Exterior Wall Cladding

Sometimes an exterior wall's structure provides the decorative finish, but most require extra material for decorative or weatherproofing purposes. For example, a brick or stone wall provides structure and finish, but a wood frame or block wall needs to be stuccoed or covered in siding. For most homeowners, the systems and techniques for these coverings become relevant only when they are faced with repairs. You will need to understand how these coverings are created if you want to match them on an extension, or if you wish to refurbish an entire section of wall.


The rules covering exterior alterations vary from area to area, and according to whether the building is historic or in a historic district. Before your plans advance too far, check with your local authorities and home owner’s association as to whether you need permission. It may also be necessary to get permission to use certain paint colors. In all cases, a quick phone call can normally confirm any local guidelines or requirements.

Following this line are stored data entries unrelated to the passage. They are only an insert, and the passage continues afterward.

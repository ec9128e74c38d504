//! Where DisplayState snapshots come from.
//!
//! The orchestrator owns the state and rewrites a JSON file; the dashboard
//! only ever reads it and swaps in whole snapshots.

use crate::errors::TaskboardError;
use crate::runtime::FileSystem;
use crate::types::DisplayState;
use std::path::{Path, PathBuf};
use std::sync::Arc;

pub fn decode_snapshot(text: &str) -> Result<DisplayState, TaskboardError> {
    serde_json::from_str(text).map_err(|e| TaskboardError::Snapshot(e.to_string()))
}

pub trait SnapshotSource {
    /// A new snapshot when one is available, `None` when nothing changed.
    fn poll(&mut self) -> Result<Option<DisplayState>, TaskboardError>;
}

/// Re-reads a JSON file and reports a snapshot only when its contents change.
pub struct FileSnapshotSource {
    path: PathBuf,
    file_system: Arc<dyn FileSystem>,
    last_contents: Option<String>,
}

impl FileSnapshotSource {
    pub fn new(path: impl AsRef<Path>, file_system: Arc<dyn FileSystem>) -> Self {
        Self {
            path: path.as_ref().to_path_buf(),
            file_system,
            last_contents: None,
        }
    }
}

impl SnapshotSource for FileSnapshotSource {
    fn poll(&mut self) -> Result<Option<DisplayState>, TaskboardError> {
        if !self.file_system.exists(&self.path) {
            return Ok(None);
        }
        let contents = self.file_system.read_to_string(&self.path)?;
        if self.last_contents.as_deref() == Some(contents.as_str()) {
            return Ok(None);
        }
        let decoded = if contents.trim().is_empty() {
            Ok(None)
        } else {
            decode_snapshot(&contents).map(Some)
        };
        // Remembered even when broken so the same bad file is reported once.
        self.last_contents = Some(contents);
        decoded
    }
}

/// Hands out one fixed snapshot, then reports no changes.
pub struct StaticSnapshotSource {
    pending: Option<DisplayState>,
}

impl StaticSnapshotSource {
    pub fn new(state: DisplayState) -> Self {
        Self {
            pending: Some(state),
        }
    }
}

impl SnapshotSource for StaticSnapshotSource {
    fn poll(&mut self) -> Result<Option<DisplayState>, TaskboardError> {
        Ok(self.pending.take())
    }
}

This can be applied directly to blocks or bricks, or onto metal laths (sheets of wire mesh that help adhesion) to provide a decorative, weatherproofing coat that protects a wall’s structure. There are several finishing options, the most common of which are shown to the right. Some topcoats have extra features, such as enhanced water-proofing properties, or suitability for finishing with outside- quality paint. Investigate your options with your builder or supplier, who will also be able to advise you on the quantities needed, and any waterproofing measures that may be necessary.

Planning to stucco:

Stuccoing large walls isn't a job for an amateur -- advanced plastering skills are required, as is experience in achieving the chosen finish. Unless you are very experienced, hire somebody to do the work for you. It may need several coats -- usually an initial scratch coat followed by one or more further layers of stucco. Avoid application at times of extreme weather conditions, which can seriously affect the way stucco adheres, and may therefore reduce its life span. For those less experienced at DIY or the novice who wants the look of stucco, EIFS is an option. Made in panels, EIFS is similar to finished stucco and easier to install but requires careful flashing, so you will need professional help even for this option.

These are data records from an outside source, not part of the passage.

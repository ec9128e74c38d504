use serde::{Deserialize, Deserializer, Serialize};

/// Snapshot of an orchestration run as handed over by the orchestrator.
///
/// Every collection tolerates being absent or `null` in the wire form, so a
/// structurally valid snapshot always renders.
#[derive(Debug, Clone, Default, PartialEq, Serialize, Deserialize)]
#[serde(default)]
pub struct DisplayState {
    #[serde(deserialize_with = "null_as_default")]
    pub feature_name: String,
    pub current_agent: Option<String>,
    pub current_story: Option<Story>,
    #[serde(deserialize_with = "null_as_default")]
    pub elapsed_seconds: u64,
    #[serde(deserialize_with = "null_as_default")]
    pub running: bool,
    #[serde(deserialize_with = "null_as_default")]
    pub output_lines: Vec<String>,
    #[serde(deserialize_with = "null_as_default")]
    pub queue_items: Vec<String>,
    #[serde(deserialize_with = "null_as_default")]
    pub queue_input_active: bool,
    #[serde(deserialize_with = "null_as_default")]
    pub queue_input_buffer: String,
    #[serde(deserialize_with = "null_as_default")]
    pub stories: Vec<Story>,
    #[serde(deserialize_with = "null_as_default")]
    pub agents: Vec<AgentState>,
    #[serde(deserialize_with = "null_as_default")]
    pub iteration: u32,
    #[serde(deserialize_with = "null_as_default")]
    pub max_iterations: u32,
    pub error: Option<String>,
    #[serde(deserialize_with = "null_as_default")]
    pub complete: bool,
    pub token_usage: Option<TokenUsage>,
    pub cost_usd: Option<f64>,
    #[serde(deserialize_with = "null_as_default")]
    pub messages: Vec<MessageItem>,
}

impl DisplayState {
    pub fn completed_count(&self) -> usize {
        self.stories.iter().filter(|story| story.passes).count()
    }

    pub fn current_story_id(&self) -> Option<&str> {
        self.current_story.as_ref().map(|story| story.id.as_str())
    }
}

#[derive(Debug, Clone, Default, PartialEq, Eq, Serialize, Deserialize)]
#[serde(default)]
pub struct Story {
    #[serde(deserialize_with = "null_as_default")]
    pub id: String,
    #[serde(deserialize_with = "null_as_default")]
    pub title: String,
    #[serde(deserialize_with = "null_as_default")]
    pub priority: i64,
    #[serde(deserialize_with = "null_as_default")]
    pub passes: bool,
    #[serde(deserialize_with = "null_as_default")]
    pub blocked: bool,
    #[serde(deserialize_with = "null_as_default")]
    pub research: bool,
    pub phase: Option<String>,
}

#[derive(Debug, Clone, Default, PartialEq, Eq, Serialize, Deserialize)]
#[serde(default)]
pub struct AgentState {
    #[serde(deserialize_with = "null_as_default")]
    pub name: String,
    #[serde(deserialize_with = "null_as_default")]
    pub display_name: String,
    #[serde(deserialize_with = "null_as_default")]
    pub active: bool,
    #[serde(deserialize_with = "null_as_default")]
    pub rate_limited: bool,
    pub resets_at_ms: Option<u64>,
}

impl AgentState {
    pub fn label(&self) -> &str {
        if self.display_name.trim().is_empty() {
            &self.name
        } else {
            &self.display_name
        }
    }

    pub fn availability(&self) -> AgentAvailability {
        if self.active {
            AgentAvailability::Active
        } else if self.rate_limited {
            AgentAvailability::RateLimited
        } else {
            AgentAvailability::Idle
        }
    }
}

/// What the footer shows for an agent. An active agent is never displayed as
/// blocked, even if the orchestrator still carries a stale limit flag.
#[derive(Debug, Clone, Copy, PartialEq, Eq)]
pub enum AgentAvailability {
    Active,
    RateLimited,
    Idle,
}

#[derive(Debug, Clone, Copy, Default, PartialEq, Eq, Serialize, Deserialize)]
#[serde(default)]
pub struct TokenUsage {
    pub input: u64,
    pub output: u64,
    pub total: u64,
}

#[derive(Debug, Clone, Copy, PartialEq, Eq, Serialize, Deserialize)]
#[serde(rename_all = "lowercase")]
pub enum MessageKind {
    Command,
    Prompt,
    System,
    Info,
    Success,
    Error,
}

impl MessageKind {
    pub fn as_str(self) -> &'static str {
        match self {
            Self::Command => "command",
            Self::Prompt => "prompt",
            Self::System => "system",
            Self::Info => "info",
            Self::Success => "success",
            Self::Error => "error",
        }
    }
}

#[derive(Debug, Clone, PartialEq, Eq, Serialize, Deserialize)]
pub struct MessageItem {
    #[serde(default)]
    pub timestamp_ms: u64,
    #[serde(rename = "type")]
    pub kind: MessageKind,
    #[serde(default)]
    pub content: String,
}

/// Terminal size polled right before a render.
#[derive(Debug, Clone, Copy, PartialEq, Eq)]
pub struct Geometry {
    pub columns: u16,
    pub rows: u16,
}

impl Geometry {
    pub fn new(columns: u16, rows: u16) -> Self {
        Self { columns, rows }
    }
}

fn null_as_default<'de, D, T>(deserializer: D) -> Result<T, D::Error>
where
    D: Deserializer<'de>,
    T: Default + Deserialize<'de>,
{
    Ok(Option::<T>::deserialize(deserializer)?.unwrap_or_default())
}

#[cfg(test)]
mod tests {
    use super::{AgentAvailability, AgentState, DisplayState, MessageKind};

    #[test]
    fn null_and_missing_collections_decode_as_empty() {
        let state: DisplayState =
            serde_json::from_str(r#"{"feature_name":"auth","stories":null,"agents":null}"#)
                .expect("decode");
        assert_eq!(state.feature_name, "auth");
        assert!(state.stories.is_empty());
        assert!(state.agents.is_empty());
        assert!(state.output_lines.is_empty());
        assert!(state.current_story.is_none());
    }

    #[test]
    fn null_keys_decode_as_empty_instead_of_rejecting_the_snapshot() {
        let state: DisplayState = serde_json::from_str(
            r#"{"stories":[{"id":null,"title":"orphan"}],"agents":[{"name":null,"active":true}]}"#,
        )
        .expect("decode");
        assert_eq!(state.stories[0].id, "");
        assert_eq!(state.stories[0].title, "orphan");
        assert_eq!(state.agents[0].name, "");
        assert_eq!(state.agents[0].availability(), AgentAvailability::Active);
    }

    #[test]
    fn messages_use_type_tag_on_the_wire() {
        let state: DisplayState = serde_json::from_str(
            r#"{"messages":[{"timestamp_ms":1000,"type":"success","content":"done"}]}"#,
        )
        .expect("decode");
        assert_eq!(state.messages[0].kind, MessageKind::Success);
        assert_eq!(state.messages[0].kind.as_str(), "success");
    }

    #[test]
    fn active_agent_is_never_displayed_as_limited() {
        let agent = AgentState {
            name: "claude".to_string(),
            display_name: String::new(),
            active: true,
            rate_limited: true,
            resets_at_ms: Some(5),
        };
        assert_eq!(agent.availability(), AgentAvailability::Active);
        assert_eq!(agent.label(), "claude");
    }

    #[test]
    fn completed_count_counts_passing_stories() {
        let state: DisplayState = serde_json::from_str(
            r#"{"stories":[{"id":"a","passes":true},{"id":"b"},{"id":"c","passes":true}]}"#,
        )
        .expect("decode");
        assert_eq!(state.completed_count(), 2);
    }
}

Above: (top to bottom): Smooth stucco: The smoothest of stucco finishes will still have some slight texture; Patterned stucco: Smooth stucco can be tooled to produce various patterns if needed. Rough: A uniform rough finish that's applied over smooth stucco. Pebbledash: Achieved by throwing pebbles onto damp stucco.


Siding is often found on most newer houses, forming the outer layer of a wood cavity wall. Some homes are partially covered in siding for decorative effect--boards can be placed horizontally or vertically--but siding also performs a vital weatherproofing function. Boards may be wooden, but synthetic options such as fiber cement board, viny], and aluminum are also available. These need less maintenance than wood, and some can be painted. Metal-based boards are usually attached to the house with special clips and channels, bought with the boards.

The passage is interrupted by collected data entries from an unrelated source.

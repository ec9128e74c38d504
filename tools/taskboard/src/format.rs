use unicode_width::{UnicodeWidthChar, UnicodeWidthStr};

pub const ELLIPSIS: char = '…';
pub const TOKEN_ABBREVIATION_THRESHOLD: u64 = 1_000;

/// `125` renders as `2m 5s`, `45` as `45s`. Minutes are never folded into hours.
pub fn format_elapsed(total_seconds: u64) -> String {
    let minutes = total_seconds / 60;
    let seconds = total_seconds % 60;
    if minutes > 0 {
        format!("{minutes}m {seconds}s")
    } else {
        format!("{seconds}s")
    }
}

/// The unit is picked after rounding to tenths, so `999_950` reads `1.0M`
/// rather than `1000.0k`.
pub fn format_tokens(count: u64) -> String {
    if count < TOKEN_ABBREVIATION_THRESHOLD {
        return count.to_string();
    }
    let tenths_k = count.saturating_add(50) / 100;
    if tenths_k < 10_000 {
        return format!("{}.{}k", tenths_k / 10, tenths_k % 10);
    }
    let tenths_m = count.saturating_add(50_000) / 100_000;
    format!("{}.{}M", tenths_m / 10, tenths_m % 10)
}

pub fn format_cost(usd: f64) -> String {
    if !usd.is_finite() || usd < 0.0 {
        return "$0.00".to_string();
    }
    format!("${usd:.2}")
}

/// Terminal columns `text` occupies. CJK and most emoji take two.
pub fn display_width(text: &str) -> usize {
    text.width()
}

/// Longest prefix of `text` that fits in `width` columns. A wide character
/// that would straddle the edge is dropped whole.
pub fn clip_to_width(text: &str, width: usize) -> String {
    let mut used = 0;
    let mut out = String::new();
    for ch in text.chars() {
        let ch_width = ch.width().unwrap_or(0);
        if used + ch_width > width {
            break;
        }
        used += ch_width;
        out.push(ch);
    }
    out
}

/// Longest suffix of `text` that fits in `width` columns.
pub fn clip_start_to_width(text: &str, width: usize) -> String {
    let mut used = 0;
    let mut kept = Vec::new();
    for ch in text.chars().rev() {
        let ch_width = ch.width().unwrap_or(0);
        if used + ch_width > width {
            break;
        }
        used += ch_width;
        kept.push(ch);
    }
    kept.into_iter().rev().collect()
}

/// Clips `text` to `width` columns, ending in an ellipsis when anything was
/// cut.
pub fn truncate(text: &str, width: usize) -> String {
    if display_width(text) <= width {
        return text.to_string();
    }
    if width == 0 {
        return String::new();
    }
    let mut out = clip_to_width(text, width - 1);
    out.push(ELLIPSIS);
    out
}

pub fn pad_right(text: &str, width: usize) -> String {
    let clipped = truncate(text, width);
    let fill = width.saturating_sub(display_width(&clipped));
    format!("{clipped}{}", " ".repeat(fill))
}

/// Pads to `width` columns without ever cutting `text`.
pub fn pad_to_width(text: &str, width: usize) -> String {
    let fill = width.saturating_sub(display_width(text));
    format!("{text}{}", " ".repeat(fill))
}

/// Wall-clock `HH:MM:SS` (UTC) for a unix timestamp in milliseconds.
pub fn format_clock(timestamp_ms: u64) -> String {
    let seconds_of_day = (timestamp_ms / 1_000) % 86_400;
    format!(
        "{:02}:{:02}:{:02}",
        seconds_of_day / 3_600,
        (seconds_of_day % 3_600) / 60,
        seconds_of_day % 60
    )
}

Siding should be applied on top of either building paper (a moisture barrier) or a breather membrane (which stops water from entering a wall, but allows vapor within the wall to escape). If you have a block house you may need a series of furring strips over the paper or membrane, to provide anchor points for the nails or screws to attach the siding.

Using Furring Strips

Horizontal siding goes onto vertical furring strips (see fig below), which provide a cavity for drainage channels between boards and wall. To maintain channels behind vertical siding, which attaches to horizontal furring strips, fit vertical furring strips first.

Chamfering the top edges of the horizontal furring strips directs water away from the wall. If untreated, furring strips must end 6 in. (150 mm) above the ground, so that siding does not touch damp soil. Use treated softwood measuring 1 x 2 in. (25 x 50 mm). Some manufacturers will produce siding systems that incorporate an insulation layer between siding and the wall. Ask for professional advice, because it's important to use the correct insulation and vapor barrier to avoid problems with condensation.


Choosing the right exterior cladding material depends on your climate, personal preference, and budget. Follow all manufacturer’s guidelines and local codes to ensure the material you choose performs well over time. One part of this is choosing the correct fasteners for the material and your weather conditions. Most often, you will need to use rust-resistant nails for exterior work.


Above: SHIPLAP BOARDS; FIBER-CEMENT SIDING (Vertical furring strips; Plyboard sheathing behind breather paper)



Siding products:

Most types of exterior cladding materials are illustrated here. Typically siding is installed from bottom to top, nailed to plywood sheathing through a building paper. Each product has its benefits and special installation instructions. These can include tools and techniques for making installation easier, and some require air spaces or nailing strips. (More on Siding)


Having attached building paper and furring strips at 16-in (400-mm) intervals, you can start building up rows of siding. You will need the following: nail gun and nails, corner strips, boards, kicker strip, sealant, and dispenser.

A. Apply corner strips with a nail gun, taking care to use the tool safely. B. Attach a kicker strip to the bases of the furring strips to push out the boards at a slight angle, helping with positioning and water runoff.

C. Apply boards, nailing into every furring strip. Build up rows, overlapping the previous layer each time by at least 1 in (25 mm). D. Use sealant at corners and where boards meet another surface. A common option for a corner is to use a corner trim piece.